- _WORK ITEM_:
Scan the material for the word "UriParams" and copy each line where it occurs.

========================

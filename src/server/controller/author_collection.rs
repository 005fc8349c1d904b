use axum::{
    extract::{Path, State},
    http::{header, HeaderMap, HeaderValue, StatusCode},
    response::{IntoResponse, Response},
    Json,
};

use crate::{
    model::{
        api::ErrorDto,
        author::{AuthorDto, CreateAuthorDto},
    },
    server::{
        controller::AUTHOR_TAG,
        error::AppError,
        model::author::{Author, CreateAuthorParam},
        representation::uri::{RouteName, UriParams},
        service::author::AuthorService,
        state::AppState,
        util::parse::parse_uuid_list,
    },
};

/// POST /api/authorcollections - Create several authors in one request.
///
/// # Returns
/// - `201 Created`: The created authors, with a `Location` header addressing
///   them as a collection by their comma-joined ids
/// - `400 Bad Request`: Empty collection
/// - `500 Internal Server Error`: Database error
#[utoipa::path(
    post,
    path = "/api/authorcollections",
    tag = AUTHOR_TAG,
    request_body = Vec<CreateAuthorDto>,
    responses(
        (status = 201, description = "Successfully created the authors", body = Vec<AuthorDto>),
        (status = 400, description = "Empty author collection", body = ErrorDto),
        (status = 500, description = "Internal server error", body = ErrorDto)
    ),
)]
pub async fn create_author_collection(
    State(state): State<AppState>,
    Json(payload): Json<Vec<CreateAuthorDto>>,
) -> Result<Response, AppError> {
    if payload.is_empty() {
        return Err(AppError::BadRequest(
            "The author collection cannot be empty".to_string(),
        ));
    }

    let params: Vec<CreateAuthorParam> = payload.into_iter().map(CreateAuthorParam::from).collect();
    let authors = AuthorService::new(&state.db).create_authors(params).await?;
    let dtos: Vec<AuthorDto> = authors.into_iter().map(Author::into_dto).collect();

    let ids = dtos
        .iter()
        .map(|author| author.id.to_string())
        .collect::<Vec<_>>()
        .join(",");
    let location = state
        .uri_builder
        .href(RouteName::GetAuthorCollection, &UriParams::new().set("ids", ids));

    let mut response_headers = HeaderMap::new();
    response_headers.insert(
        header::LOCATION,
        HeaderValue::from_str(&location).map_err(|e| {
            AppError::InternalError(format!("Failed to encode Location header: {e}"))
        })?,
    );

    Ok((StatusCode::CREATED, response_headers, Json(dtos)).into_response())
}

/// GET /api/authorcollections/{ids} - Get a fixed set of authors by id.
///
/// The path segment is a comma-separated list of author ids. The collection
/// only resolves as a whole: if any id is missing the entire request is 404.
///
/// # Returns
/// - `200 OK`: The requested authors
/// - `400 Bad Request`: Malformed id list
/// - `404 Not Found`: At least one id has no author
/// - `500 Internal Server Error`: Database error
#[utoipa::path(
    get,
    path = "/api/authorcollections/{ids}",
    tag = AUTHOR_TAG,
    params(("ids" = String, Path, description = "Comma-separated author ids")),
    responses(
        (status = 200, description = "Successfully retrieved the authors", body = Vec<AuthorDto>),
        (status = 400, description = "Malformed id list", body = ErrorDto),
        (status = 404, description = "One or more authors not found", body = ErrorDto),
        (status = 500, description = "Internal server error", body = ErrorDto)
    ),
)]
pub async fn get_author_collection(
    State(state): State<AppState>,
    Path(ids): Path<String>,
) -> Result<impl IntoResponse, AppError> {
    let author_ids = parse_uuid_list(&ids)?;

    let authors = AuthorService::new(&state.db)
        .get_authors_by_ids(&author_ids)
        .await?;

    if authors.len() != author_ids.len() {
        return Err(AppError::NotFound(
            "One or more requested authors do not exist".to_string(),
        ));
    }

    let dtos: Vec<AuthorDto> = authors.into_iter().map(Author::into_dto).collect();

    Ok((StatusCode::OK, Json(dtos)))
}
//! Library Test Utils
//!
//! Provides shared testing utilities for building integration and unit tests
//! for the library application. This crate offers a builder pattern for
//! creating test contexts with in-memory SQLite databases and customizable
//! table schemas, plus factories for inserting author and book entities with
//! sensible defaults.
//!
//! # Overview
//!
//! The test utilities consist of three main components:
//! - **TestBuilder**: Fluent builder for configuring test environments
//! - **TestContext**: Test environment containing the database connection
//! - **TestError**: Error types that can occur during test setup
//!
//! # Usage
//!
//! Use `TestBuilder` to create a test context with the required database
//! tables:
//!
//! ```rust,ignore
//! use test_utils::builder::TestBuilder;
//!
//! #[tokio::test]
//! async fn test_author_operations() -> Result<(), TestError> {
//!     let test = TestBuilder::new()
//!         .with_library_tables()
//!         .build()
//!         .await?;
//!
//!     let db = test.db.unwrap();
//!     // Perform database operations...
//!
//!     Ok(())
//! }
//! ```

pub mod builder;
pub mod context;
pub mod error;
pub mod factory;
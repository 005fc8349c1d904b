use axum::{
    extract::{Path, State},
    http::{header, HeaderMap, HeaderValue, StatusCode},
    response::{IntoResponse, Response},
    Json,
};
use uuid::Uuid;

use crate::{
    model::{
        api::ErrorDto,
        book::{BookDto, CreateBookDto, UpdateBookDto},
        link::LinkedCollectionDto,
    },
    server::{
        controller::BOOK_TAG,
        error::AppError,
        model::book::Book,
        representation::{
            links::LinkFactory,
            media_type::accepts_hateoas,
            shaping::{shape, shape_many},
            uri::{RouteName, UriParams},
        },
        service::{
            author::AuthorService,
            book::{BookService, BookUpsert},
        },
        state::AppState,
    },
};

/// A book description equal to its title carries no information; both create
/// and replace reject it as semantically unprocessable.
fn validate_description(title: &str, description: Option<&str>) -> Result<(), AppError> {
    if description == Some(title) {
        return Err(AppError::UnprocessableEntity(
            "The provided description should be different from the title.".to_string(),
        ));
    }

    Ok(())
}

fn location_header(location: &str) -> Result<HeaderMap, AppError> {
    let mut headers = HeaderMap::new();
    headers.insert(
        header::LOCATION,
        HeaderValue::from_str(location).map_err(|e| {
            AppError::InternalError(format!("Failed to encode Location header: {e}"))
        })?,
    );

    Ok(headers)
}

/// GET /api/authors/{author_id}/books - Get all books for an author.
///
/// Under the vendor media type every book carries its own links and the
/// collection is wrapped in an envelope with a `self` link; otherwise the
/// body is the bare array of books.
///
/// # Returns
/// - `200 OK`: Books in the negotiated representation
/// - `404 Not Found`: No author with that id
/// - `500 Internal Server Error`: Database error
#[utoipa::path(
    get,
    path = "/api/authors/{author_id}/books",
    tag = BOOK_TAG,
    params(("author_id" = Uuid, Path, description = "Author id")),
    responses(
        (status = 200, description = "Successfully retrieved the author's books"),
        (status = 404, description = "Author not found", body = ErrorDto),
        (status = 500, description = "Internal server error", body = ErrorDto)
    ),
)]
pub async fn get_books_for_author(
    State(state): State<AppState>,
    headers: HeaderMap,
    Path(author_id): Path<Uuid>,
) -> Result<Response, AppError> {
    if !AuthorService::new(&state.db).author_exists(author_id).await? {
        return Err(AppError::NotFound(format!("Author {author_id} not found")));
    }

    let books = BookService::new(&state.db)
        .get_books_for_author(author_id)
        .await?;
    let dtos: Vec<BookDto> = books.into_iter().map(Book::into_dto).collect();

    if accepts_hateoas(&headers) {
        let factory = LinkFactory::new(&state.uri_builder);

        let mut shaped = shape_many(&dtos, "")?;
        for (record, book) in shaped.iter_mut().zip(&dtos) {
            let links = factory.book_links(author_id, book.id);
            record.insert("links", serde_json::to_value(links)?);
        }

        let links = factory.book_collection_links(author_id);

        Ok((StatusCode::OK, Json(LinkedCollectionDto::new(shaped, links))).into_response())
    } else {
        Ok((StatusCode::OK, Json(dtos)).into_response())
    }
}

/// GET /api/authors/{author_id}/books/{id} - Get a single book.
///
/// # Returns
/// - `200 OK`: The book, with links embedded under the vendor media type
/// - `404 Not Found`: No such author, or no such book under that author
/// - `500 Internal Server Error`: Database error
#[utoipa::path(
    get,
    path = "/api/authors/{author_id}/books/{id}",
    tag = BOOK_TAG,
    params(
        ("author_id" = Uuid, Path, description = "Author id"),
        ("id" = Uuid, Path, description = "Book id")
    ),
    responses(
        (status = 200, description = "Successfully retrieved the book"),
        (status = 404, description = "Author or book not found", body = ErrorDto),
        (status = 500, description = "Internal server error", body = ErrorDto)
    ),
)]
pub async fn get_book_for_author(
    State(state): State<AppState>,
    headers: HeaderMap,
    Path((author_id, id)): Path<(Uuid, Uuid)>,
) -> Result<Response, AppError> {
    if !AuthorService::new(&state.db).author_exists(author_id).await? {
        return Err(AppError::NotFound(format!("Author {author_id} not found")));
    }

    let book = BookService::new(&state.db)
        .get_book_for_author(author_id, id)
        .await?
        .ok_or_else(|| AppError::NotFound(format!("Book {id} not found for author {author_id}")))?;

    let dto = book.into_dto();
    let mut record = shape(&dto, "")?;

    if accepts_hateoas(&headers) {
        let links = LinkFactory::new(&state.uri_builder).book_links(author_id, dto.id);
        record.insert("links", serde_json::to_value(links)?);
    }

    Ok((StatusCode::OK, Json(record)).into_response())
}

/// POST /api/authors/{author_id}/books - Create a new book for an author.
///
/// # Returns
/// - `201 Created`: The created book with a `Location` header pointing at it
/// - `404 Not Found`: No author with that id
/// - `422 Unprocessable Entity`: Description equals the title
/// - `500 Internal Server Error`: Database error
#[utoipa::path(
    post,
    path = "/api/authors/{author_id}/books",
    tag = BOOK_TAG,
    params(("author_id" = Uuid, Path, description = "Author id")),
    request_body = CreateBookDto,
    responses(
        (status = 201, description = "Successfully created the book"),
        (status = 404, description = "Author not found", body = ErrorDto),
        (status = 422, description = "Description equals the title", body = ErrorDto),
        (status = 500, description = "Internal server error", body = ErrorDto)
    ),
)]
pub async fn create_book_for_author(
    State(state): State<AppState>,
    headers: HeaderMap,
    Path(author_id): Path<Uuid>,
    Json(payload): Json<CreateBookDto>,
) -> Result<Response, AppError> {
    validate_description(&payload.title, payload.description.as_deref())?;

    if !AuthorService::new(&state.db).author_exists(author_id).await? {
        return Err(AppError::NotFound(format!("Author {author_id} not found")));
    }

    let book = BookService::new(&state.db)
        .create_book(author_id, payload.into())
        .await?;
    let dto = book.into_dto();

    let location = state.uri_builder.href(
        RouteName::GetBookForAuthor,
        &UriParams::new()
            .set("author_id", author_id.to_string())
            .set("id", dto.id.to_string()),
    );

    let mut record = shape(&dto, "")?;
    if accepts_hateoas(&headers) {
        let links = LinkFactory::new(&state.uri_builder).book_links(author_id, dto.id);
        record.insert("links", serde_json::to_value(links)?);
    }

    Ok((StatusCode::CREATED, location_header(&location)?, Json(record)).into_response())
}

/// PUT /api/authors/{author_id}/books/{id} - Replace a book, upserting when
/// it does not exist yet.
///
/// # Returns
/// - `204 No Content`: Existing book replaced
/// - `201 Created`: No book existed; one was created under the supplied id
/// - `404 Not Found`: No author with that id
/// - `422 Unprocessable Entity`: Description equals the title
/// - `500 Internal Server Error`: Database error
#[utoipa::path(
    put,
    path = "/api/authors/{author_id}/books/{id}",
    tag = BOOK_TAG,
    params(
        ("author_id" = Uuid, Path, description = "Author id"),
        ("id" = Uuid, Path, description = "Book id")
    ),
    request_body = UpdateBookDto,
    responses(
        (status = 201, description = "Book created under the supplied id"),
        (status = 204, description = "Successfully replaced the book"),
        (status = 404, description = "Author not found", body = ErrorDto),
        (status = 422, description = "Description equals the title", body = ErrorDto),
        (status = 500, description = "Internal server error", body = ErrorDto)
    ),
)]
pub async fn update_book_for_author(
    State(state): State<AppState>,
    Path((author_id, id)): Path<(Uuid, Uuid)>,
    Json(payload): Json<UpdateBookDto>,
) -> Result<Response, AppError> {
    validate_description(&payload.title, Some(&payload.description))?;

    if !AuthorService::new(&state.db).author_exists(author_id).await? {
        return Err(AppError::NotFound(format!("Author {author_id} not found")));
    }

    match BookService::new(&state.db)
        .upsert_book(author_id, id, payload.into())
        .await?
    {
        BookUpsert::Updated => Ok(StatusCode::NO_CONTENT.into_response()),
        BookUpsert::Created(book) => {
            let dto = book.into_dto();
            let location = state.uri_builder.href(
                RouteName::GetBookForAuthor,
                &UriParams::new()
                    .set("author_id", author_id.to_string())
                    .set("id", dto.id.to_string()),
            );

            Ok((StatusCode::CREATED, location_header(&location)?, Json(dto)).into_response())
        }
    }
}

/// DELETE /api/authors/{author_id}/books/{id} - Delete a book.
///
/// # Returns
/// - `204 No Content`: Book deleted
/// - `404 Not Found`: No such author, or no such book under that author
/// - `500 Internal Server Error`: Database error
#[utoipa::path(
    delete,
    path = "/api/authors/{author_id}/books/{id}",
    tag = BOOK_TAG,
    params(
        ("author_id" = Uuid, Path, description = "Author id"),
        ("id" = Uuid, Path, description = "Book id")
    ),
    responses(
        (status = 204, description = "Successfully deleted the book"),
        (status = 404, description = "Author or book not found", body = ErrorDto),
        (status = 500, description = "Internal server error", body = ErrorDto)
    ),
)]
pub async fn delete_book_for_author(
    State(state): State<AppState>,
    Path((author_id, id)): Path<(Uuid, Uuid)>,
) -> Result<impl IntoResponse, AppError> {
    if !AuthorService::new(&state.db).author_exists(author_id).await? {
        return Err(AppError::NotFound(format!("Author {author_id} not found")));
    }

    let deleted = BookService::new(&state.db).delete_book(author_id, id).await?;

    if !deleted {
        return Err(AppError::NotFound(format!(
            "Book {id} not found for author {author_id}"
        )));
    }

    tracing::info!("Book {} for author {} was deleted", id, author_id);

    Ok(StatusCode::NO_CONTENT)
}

========================

- _ANSWER SECTION_:
        representation::uri::{RouteName, UriParams},
        .href(RouteName::GetAuthorCollection, &UriParams::new().set("ids", ids));
            uri::{RouteName, UriParams},
        &UriParams::new()
                &UriParams::new()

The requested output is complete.